> _Study material_:
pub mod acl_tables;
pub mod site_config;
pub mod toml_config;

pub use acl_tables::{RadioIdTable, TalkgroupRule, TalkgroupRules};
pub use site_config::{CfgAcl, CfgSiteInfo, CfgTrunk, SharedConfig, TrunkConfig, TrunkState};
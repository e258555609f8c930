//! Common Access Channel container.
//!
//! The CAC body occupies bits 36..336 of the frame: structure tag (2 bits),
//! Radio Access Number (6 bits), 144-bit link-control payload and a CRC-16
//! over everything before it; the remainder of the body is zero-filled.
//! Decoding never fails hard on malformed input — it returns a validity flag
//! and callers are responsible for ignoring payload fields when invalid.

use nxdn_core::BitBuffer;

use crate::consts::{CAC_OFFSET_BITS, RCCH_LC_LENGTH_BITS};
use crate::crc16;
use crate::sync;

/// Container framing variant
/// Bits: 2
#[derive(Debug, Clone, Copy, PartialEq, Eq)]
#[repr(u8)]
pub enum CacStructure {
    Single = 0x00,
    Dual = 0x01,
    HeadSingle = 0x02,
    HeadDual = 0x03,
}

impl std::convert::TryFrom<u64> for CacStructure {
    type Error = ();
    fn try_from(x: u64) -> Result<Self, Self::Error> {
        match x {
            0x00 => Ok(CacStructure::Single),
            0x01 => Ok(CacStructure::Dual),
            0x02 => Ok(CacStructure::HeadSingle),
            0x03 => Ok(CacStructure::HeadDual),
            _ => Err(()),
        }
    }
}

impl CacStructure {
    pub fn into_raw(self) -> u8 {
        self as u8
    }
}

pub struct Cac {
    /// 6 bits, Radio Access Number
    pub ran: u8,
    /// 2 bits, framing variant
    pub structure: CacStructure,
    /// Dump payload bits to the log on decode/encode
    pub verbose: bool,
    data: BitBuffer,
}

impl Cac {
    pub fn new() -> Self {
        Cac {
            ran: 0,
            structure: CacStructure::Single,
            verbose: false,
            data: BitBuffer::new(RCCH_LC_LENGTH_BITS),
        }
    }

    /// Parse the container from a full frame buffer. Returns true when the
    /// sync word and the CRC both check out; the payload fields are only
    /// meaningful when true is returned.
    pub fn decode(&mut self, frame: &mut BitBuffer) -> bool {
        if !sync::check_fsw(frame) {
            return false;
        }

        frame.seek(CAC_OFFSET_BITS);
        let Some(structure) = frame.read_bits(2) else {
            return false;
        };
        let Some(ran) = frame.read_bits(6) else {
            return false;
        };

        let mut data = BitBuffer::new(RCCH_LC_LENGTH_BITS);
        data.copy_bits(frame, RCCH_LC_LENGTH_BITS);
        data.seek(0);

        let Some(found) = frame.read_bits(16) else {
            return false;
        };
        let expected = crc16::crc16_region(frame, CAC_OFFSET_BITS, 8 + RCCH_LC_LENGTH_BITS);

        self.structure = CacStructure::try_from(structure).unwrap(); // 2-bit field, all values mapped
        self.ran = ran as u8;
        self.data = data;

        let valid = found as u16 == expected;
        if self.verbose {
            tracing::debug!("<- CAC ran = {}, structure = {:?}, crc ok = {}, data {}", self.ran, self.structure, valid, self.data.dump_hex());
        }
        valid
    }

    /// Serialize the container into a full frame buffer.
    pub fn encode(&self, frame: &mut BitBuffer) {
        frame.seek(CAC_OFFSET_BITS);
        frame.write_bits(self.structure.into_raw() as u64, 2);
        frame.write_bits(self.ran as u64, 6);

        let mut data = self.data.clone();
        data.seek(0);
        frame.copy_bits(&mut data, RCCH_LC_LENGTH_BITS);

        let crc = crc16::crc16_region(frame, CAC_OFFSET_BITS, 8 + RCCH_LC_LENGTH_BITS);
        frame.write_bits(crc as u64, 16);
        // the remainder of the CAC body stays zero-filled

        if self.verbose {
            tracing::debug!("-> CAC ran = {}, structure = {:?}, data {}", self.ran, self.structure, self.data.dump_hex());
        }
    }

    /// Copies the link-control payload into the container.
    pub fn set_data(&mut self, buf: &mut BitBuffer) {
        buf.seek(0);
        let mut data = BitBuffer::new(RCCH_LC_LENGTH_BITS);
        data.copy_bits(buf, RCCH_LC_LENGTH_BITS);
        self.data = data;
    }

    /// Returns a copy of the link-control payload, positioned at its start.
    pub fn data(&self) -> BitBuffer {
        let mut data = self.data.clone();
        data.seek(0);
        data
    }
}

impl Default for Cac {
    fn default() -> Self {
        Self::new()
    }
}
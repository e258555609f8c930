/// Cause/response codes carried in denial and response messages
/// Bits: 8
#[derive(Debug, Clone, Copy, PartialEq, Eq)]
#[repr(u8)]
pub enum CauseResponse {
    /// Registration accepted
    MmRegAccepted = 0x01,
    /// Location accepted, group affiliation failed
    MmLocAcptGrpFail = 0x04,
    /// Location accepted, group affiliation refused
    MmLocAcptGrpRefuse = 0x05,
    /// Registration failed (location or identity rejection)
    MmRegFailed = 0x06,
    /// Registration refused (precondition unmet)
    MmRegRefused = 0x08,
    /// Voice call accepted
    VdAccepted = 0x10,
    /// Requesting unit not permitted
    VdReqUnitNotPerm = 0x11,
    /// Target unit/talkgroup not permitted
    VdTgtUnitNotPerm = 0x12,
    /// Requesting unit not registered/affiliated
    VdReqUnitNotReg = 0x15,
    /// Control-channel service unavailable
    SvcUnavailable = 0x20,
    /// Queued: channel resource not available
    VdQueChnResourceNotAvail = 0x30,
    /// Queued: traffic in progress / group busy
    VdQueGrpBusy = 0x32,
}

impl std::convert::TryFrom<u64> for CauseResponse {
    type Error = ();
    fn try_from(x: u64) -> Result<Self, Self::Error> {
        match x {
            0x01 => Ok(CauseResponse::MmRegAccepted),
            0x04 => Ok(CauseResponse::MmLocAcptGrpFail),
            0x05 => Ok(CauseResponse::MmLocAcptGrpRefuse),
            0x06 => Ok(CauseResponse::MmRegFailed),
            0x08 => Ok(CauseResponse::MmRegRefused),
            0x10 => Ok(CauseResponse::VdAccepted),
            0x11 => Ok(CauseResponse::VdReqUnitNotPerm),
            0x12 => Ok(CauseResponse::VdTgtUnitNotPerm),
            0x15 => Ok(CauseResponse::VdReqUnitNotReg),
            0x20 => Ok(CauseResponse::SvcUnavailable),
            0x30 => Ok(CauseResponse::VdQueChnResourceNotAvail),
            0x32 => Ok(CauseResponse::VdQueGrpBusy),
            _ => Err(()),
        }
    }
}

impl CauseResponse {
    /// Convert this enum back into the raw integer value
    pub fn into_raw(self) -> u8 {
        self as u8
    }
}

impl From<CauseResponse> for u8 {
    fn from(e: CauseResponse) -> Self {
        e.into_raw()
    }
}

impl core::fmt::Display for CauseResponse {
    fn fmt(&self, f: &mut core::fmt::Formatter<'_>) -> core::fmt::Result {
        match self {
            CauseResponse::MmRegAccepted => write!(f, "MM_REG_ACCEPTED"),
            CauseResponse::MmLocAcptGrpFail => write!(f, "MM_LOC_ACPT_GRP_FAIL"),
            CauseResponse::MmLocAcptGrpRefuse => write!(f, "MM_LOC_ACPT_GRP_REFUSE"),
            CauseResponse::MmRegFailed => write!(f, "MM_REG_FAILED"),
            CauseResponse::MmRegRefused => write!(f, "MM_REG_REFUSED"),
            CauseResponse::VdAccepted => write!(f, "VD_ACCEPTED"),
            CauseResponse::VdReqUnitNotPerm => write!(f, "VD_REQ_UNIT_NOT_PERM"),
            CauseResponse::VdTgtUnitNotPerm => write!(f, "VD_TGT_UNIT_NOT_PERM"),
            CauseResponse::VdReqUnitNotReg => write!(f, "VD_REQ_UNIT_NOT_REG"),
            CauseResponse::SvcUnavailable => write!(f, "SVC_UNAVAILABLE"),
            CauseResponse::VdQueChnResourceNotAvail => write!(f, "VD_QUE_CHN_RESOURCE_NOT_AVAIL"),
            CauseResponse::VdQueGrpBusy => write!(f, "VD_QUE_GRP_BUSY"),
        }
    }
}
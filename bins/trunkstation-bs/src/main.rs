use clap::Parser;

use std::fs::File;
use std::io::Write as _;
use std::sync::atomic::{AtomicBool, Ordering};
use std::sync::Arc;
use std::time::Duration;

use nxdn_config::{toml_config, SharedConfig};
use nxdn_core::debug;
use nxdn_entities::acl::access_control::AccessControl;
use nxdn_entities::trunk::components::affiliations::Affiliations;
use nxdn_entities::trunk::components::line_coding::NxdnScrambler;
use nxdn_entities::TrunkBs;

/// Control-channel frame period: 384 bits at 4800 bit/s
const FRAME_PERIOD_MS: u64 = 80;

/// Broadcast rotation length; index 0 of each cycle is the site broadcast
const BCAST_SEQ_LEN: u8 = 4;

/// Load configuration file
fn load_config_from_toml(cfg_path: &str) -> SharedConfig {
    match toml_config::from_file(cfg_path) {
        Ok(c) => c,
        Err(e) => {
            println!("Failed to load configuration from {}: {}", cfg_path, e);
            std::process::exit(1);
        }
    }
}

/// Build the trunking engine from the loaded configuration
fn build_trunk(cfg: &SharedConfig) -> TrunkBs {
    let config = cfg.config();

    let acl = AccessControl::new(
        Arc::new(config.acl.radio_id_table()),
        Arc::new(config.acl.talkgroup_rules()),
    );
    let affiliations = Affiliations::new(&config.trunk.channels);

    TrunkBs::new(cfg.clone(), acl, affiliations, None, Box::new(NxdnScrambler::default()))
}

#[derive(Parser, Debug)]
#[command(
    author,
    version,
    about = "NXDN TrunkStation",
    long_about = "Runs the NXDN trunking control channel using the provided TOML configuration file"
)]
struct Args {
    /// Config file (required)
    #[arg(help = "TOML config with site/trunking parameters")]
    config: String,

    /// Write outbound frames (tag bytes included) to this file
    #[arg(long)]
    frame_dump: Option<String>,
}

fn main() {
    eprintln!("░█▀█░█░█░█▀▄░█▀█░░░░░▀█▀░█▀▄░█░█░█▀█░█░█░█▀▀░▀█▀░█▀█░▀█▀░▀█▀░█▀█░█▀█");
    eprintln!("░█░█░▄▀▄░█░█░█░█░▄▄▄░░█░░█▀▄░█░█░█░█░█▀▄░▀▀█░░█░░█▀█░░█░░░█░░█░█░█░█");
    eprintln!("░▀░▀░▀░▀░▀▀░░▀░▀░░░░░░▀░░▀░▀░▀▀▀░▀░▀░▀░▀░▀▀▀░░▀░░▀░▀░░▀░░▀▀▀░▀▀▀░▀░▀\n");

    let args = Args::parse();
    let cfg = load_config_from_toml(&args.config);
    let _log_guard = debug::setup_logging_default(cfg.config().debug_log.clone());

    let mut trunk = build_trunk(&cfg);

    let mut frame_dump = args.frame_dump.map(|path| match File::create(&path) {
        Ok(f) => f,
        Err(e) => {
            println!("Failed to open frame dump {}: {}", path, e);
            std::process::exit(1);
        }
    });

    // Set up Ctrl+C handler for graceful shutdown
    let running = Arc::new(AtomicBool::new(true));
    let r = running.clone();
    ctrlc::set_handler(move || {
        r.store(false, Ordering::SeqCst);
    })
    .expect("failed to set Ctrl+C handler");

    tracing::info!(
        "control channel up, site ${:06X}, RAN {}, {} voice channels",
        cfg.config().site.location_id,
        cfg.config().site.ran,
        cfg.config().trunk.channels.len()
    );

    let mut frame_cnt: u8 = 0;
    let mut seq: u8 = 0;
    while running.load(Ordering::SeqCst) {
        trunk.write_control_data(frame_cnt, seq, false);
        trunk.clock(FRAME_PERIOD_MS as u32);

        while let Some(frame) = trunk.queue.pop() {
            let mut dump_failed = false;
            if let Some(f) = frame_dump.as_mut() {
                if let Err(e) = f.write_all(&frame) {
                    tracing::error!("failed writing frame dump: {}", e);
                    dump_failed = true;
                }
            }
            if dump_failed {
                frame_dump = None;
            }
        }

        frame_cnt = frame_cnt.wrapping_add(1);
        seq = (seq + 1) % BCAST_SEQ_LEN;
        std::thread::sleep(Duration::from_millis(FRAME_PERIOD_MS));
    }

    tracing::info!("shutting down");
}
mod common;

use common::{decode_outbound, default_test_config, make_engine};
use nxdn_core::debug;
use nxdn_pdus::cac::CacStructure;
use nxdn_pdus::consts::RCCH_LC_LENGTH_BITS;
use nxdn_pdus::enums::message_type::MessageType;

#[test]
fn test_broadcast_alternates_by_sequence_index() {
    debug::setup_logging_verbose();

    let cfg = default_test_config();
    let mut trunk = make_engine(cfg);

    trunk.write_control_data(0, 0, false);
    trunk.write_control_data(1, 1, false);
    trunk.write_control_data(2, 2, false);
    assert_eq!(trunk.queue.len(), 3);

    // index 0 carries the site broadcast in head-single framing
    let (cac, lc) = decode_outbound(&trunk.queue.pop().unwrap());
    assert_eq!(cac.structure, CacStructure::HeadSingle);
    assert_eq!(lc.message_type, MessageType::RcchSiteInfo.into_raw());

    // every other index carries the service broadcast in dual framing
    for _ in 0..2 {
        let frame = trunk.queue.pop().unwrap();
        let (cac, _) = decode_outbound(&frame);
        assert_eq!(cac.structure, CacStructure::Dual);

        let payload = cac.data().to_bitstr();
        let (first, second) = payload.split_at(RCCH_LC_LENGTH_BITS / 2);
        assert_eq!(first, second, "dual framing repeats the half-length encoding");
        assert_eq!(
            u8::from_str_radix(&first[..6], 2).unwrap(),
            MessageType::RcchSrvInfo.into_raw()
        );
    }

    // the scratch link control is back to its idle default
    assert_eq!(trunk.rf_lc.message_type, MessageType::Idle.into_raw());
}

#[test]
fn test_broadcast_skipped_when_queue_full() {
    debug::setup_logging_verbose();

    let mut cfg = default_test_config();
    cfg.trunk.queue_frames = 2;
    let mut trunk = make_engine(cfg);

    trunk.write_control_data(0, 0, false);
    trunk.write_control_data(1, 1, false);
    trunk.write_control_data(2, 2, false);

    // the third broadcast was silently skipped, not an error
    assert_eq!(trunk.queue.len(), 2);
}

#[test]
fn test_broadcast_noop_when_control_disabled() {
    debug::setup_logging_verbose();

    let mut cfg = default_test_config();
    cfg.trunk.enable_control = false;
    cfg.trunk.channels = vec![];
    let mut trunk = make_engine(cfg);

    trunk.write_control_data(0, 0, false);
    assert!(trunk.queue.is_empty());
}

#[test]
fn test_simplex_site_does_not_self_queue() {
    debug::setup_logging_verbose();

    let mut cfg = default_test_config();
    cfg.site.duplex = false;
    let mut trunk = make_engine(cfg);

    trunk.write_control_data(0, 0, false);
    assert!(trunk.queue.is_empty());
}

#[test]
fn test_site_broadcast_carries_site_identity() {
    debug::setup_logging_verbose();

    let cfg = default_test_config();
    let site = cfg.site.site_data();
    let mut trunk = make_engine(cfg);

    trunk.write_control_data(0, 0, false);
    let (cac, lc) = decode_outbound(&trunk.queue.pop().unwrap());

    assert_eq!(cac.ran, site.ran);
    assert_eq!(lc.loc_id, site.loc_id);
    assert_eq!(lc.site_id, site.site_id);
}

---

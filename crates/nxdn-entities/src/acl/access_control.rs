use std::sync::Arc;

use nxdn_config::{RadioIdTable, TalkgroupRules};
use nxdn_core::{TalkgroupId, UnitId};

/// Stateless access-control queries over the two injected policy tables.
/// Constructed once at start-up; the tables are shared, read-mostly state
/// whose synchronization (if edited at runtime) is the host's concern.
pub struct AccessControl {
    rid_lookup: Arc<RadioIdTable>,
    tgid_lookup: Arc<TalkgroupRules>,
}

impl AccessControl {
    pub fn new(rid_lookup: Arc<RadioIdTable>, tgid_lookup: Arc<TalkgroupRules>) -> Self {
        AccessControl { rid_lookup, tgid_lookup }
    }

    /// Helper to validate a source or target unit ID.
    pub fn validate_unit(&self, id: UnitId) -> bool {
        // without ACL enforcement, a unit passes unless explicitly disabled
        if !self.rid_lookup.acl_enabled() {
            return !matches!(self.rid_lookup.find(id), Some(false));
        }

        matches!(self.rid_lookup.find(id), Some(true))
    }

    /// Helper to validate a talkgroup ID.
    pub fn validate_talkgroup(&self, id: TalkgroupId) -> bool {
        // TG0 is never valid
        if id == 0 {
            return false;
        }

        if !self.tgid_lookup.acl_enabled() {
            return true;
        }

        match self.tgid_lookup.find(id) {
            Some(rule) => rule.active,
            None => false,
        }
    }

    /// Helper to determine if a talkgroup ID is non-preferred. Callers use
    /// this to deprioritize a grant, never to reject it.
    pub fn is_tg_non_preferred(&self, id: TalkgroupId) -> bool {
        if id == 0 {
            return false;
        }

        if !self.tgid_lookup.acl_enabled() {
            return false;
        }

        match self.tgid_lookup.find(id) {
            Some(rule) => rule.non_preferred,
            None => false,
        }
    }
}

> _Aim of the task_:
Would you print exactly, and only, the lines of the data above from the line with "for graceful shutdown" through the line with "let mut seq: u8 = 0;", inclusive?

> _Reply_:
    // Set up Ctrl+C handler for graceful shutdown
    let running = Arc::new(AtomicBool::new(true));
    let r = running.clone();
    ctrlc::set_handler(move || {
        r.store(false, Ordering::SeqCst);
    })
    .expect("failed to set Ctrl+C handler");

    tracing::info!(
        "control channel up, site ${:06X}, RAN {}, {} voice channels",
        cfg.config().site.location_id,
        cfg.config().site.ran,
        cfg.config().trunk.channels.len()
    );

    let mut frame_cnt: u8 = 0;
    let mut seq: u8 = 0;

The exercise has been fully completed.